[Records excerpted from a collection]
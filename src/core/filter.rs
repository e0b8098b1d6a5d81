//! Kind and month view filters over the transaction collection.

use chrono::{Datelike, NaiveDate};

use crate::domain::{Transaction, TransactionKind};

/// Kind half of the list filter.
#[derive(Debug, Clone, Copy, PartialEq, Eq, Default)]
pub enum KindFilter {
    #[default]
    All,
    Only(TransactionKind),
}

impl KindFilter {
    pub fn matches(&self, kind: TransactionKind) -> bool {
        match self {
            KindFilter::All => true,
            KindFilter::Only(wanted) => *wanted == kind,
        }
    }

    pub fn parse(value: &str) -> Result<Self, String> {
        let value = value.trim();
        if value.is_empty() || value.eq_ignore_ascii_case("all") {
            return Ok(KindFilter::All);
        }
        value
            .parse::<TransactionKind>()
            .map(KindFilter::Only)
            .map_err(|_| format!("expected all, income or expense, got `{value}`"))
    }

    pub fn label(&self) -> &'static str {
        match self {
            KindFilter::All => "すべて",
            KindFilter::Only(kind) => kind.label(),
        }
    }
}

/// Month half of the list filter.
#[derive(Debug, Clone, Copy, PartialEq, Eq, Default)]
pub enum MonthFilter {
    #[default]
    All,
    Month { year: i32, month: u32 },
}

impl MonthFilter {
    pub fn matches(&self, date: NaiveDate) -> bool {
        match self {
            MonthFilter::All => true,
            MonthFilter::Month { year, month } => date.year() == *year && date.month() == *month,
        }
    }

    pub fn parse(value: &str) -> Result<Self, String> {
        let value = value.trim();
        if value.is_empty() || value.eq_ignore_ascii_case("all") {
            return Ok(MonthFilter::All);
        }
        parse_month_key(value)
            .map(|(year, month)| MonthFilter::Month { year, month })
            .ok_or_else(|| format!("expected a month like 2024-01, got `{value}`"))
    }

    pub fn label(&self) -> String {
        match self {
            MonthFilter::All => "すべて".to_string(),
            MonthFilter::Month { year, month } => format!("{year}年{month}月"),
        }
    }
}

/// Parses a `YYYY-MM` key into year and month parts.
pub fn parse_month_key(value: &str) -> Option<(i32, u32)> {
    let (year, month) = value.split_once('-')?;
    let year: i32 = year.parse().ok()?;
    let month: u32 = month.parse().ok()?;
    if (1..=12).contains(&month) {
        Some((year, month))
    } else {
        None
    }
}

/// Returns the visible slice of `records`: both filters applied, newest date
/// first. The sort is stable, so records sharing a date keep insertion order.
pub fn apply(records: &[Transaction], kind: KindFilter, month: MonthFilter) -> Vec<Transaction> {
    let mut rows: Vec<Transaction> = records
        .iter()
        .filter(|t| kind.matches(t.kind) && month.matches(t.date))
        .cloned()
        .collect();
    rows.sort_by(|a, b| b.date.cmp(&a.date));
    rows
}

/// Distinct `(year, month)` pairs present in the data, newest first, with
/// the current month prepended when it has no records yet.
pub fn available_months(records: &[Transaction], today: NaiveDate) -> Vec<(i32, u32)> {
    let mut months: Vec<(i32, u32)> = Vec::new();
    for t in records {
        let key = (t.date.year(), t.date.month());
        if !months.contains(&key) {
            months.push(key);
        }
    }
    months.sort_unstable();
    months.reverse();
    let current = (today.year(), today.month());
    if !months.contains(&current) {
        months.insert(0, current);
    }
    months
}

| WORK INSTRUCTION |
Above are records; repeat only the lines starting at the line with "Some((year, month))" and ending at the line with "KindFilter, month: MonthFilter)", exactly as they appear, both included.

| SOLVED EXERCISE |
        Some((year, month))
    } else {
        None
    }
}

/// Returns the visible slice of `records`: both filters applied, newest date
/// first. The sort is stable, so records sharing a date keep insertion order.
pub fn apply(records: &[Transaction], kind: KindFilter, month: MonthFilter) -> Vec<Transaction> {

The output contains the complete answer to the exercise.